* [YOUR INSTRUCTIONS]
Copy exactly the line containing "Aabb::new(x, top, config.wick_width, wick)" and each line after it to the end of the listing, and output nothing else.

+--

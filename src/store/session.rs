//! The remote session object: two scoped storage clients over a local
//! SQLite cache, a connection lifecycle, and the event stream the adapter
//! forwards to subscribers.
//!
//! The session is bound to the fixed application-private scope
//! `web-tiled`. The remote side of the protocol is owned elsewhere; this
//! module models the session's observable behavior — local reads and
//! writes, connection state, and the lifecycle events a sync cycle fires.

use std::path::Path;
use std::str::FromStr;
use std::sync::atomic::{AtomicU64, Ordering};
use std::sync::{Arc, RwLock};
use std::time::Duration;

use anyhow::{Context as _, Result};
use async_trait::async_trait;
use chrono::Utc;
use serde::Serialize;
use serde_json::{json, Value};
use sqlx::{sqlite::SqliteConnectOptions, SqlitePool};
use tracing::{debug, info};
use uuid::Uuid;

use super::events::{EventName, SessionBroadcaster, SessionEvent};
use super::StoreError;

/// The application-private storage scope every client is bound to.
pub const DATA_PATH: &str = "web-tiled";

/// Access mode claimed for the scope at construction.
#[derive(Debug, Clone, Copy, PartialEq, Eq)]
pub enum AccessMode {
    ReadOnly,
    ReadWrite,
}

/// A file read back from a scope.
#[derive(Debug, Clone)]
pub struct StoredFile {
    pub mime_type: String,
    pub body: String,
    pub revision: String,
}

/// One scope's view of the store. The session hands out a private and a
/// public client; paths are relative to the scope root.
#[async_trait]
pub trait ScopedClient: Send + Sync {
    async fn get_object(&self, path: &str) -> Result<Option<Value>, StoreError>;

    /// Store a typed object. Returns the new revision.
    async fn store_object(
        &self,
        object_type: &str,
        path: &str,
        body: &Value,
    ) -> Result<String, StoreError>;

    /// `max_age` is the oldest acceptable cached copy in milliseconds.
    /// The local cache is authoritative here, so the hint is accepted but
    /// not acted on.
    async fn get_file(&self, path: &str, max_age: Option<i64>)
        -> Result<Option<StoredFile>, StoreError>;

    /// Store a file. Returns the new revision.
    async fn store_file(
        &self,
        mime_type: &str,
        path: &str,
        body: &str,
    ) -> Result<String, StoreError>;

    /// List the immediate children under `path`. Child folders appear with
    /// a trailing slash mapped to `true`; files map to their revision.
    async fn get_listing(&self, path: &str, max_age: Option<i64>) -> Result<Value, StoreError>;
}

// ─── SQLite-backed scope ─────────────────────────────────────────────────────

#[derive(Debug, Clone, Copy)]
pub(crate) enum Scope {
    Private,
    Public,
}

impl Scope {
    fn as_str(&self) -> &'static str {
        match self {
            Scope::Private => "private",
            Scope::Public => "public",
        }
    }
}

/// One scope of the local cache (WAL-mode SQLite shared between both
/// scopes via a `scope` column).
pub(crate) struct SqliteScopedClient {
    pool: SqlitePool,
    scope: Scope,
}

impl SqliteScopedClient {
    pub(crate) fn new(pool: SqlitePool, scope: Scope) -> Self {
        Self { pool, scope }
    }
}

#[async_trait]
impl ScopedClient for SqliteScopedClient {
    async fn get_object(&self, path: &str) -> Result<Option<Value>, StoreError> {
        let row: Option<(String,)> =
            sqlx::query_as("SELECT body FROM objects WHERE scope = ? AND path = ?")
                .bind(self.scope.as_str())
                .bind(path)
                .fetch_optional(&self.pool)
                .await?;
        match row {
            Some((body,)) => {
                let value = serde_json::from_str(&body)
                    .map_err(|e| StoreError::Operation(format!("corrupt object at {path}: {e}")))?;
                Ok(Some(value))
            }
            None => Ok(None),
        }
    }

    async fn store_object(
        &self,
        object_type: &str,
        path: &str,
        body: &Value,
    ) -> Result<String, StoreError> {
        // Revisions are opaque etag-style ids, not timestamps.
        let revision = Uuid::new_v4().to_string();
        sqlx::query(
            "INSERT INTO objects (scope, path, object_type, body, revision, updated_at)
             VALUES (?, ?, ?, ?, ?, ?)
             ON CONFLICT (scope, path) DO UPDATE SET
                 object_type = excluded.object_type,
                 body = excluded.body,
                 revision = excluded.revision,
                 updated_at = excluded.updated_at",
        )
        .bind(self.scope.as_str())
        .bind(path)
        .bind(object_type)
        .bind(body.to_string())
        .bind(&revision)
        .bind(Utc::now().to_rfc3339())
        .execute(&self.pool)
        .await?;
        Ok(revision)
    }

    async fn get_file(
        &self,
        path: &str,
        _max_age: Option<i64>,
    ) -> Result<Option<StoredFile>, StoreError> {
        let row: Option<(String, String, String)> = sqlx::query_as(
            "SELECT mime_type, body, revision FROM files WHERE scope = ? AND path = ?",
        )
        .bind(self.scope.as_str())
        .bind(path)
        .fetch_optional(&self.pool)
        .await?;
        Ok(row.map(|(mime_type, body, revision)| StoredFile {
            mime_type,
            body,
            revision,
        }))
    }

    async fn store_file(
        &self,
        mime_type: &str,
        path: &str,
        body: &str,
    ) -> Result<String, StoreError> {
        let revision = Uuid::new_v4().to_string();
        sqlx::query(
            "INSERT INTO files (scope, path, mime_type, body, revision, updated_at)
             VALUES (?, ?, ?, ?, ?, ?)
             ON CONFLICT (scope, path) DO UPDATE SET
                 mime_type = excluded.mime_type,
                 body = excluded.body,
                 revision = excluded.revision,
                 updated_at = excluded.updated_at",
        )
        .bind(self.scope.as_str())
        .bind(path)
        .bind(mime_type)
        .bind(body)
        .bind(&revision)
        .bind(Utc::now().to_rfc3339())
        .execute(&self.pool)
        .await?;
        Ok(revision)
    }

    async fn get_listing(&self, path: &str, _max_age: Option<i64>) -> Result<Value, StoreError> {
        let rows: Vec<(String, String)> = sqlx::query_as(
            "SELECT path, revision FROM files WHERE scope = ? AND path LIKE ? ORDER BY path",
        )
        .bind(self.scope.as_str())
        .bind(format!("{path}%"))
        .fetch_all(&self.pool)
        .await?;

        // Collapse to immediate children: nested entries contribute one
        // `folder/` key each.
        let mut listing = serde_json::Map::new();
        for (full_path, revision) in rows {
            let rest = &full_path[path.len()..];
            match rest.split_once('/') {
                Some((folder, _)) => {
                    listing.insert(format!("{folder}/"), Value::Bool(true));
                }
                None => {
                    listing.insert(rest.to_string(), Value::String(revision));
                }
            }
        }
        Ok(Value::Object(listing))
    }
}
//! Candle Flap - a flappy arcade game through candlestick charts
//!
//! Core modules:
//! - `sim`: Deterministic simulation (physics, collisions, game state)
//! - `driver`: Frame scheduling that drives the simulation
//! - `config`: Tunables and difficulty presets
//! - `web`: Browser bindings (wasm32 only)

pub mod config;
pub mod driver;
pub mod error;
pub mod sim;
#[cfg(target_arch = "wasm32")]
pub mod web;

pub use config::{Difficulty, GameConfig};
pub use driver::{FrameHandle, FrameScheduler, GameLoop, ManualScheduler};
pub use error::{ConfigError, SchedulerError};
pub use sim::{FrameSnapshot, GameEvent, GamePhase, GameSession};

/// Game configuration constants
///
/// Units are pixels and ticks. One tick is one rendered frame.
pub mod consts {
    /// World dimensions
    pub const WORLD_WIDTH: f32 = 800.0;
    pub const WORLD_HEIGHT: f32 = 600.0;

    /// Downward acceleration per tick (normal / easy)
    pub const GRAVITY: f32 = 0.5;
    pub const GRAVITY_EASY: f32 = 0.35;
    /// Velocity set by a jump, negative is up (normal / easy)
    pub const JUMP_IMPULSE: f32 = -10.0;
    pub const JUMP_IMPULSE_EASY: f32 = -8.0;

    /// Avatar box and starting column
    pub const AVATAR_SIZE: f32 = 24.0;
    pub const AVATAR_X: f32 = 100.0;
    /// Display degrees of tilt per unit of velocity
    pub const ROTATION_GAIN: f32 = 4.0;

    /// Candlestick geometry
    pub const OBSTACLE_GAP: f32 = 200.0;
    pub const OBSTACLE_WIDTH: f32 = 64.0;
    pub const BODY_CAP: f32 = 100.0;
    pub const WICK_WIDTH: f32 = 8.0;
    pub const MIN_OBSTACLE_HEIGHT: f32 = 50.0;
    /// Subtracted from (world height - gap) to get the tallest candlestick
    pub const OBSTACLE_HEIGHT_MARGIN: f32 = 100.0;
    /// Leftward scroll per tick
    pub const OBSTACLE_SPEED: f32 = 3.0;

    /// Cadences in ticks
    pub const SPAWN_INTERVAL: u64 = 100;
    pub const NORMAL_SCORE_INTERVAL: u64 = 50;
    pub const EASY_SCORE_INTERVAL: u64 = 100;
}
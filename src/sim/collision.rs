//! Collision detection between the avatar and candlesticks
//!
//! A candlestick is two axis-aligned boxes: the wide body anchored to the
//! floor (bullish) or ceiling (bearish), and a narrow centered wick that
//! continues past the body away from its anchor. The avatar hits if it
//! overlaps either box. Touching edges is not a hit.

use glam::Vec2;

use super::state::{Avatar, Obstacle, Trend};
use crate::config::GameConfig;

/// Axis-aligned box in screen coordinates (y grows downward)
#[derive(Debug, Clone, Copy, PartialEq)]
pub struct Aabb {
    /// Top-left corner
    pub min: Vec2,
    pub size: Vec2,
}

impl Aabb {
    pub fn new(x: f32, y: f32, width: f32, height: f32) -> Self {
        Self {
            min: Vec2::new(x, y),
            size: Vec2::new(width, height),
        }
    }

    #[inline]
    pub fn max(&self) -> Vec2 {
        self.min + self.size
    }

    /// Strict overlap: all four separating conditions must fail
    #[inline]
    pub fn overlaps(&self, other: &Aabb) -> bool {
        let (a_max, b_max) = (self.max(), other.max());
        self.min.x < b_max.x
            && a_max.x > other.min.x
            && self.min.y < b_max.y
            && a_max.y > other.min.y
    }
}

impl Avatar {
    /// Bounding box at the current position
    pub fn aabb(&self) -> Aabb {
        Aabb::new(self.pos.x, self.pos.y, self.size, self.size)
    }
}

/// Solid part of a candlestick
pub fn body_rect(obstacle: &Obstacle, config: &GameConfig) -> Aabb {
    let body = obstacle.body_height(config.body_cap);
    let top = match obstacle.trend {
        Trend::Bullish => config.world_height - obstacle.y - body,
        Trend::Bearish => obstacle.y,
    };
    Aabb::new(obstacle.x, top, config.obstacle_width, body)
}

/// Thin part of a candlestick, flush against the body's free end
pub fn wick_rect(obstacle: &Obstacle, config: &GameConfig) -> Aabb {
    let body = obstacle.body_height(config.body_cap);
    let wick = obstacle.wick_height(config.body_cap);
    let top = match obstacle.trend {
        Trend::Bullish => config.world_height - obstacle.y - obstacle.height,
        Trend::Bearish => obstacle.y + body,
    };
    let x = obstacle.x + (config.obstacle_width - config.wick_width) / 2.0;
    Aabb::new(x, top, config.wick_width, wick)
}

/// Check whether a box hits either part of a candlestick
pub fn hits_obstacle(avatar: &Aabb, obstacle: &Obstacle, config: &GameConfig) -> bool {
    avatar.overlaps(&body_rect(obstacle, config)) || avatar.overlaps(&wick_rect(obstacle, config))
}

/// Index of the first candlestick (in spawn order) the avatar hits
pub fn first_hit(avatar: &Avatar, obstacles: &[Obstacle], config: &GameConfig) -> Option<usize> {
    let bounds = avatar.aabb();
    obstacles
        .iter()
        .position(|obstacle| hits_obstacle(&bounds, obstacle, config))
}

+--

* [ANSWER TO THIS TASK]
    Aabb::new(x, top, config.wick_width, wick)
}

/// Check whether a box hits either part of a candlestick
pub fn hits_obstacle(avatar: &Aabb, obstacle: &Obstacle, config: &GameConfig) -> bool {
    avatar.overlaps(&body_rect(obstacle, config)) || avatar.overlaps(&wick_rect(obstacle, config))
}

/// Index of the first candlestick (in spawn order) the avatar hits
pub fn first_hit(avatar: &Avatar, obstacles: &[Obstacle], config: &GameConfig) -> Option<usize> {
    let bounds = avatar.aabb();
    obstacles
        .iter()
        .position(|obstacle| hits_obstacle(&bounds, obstacle, config))
}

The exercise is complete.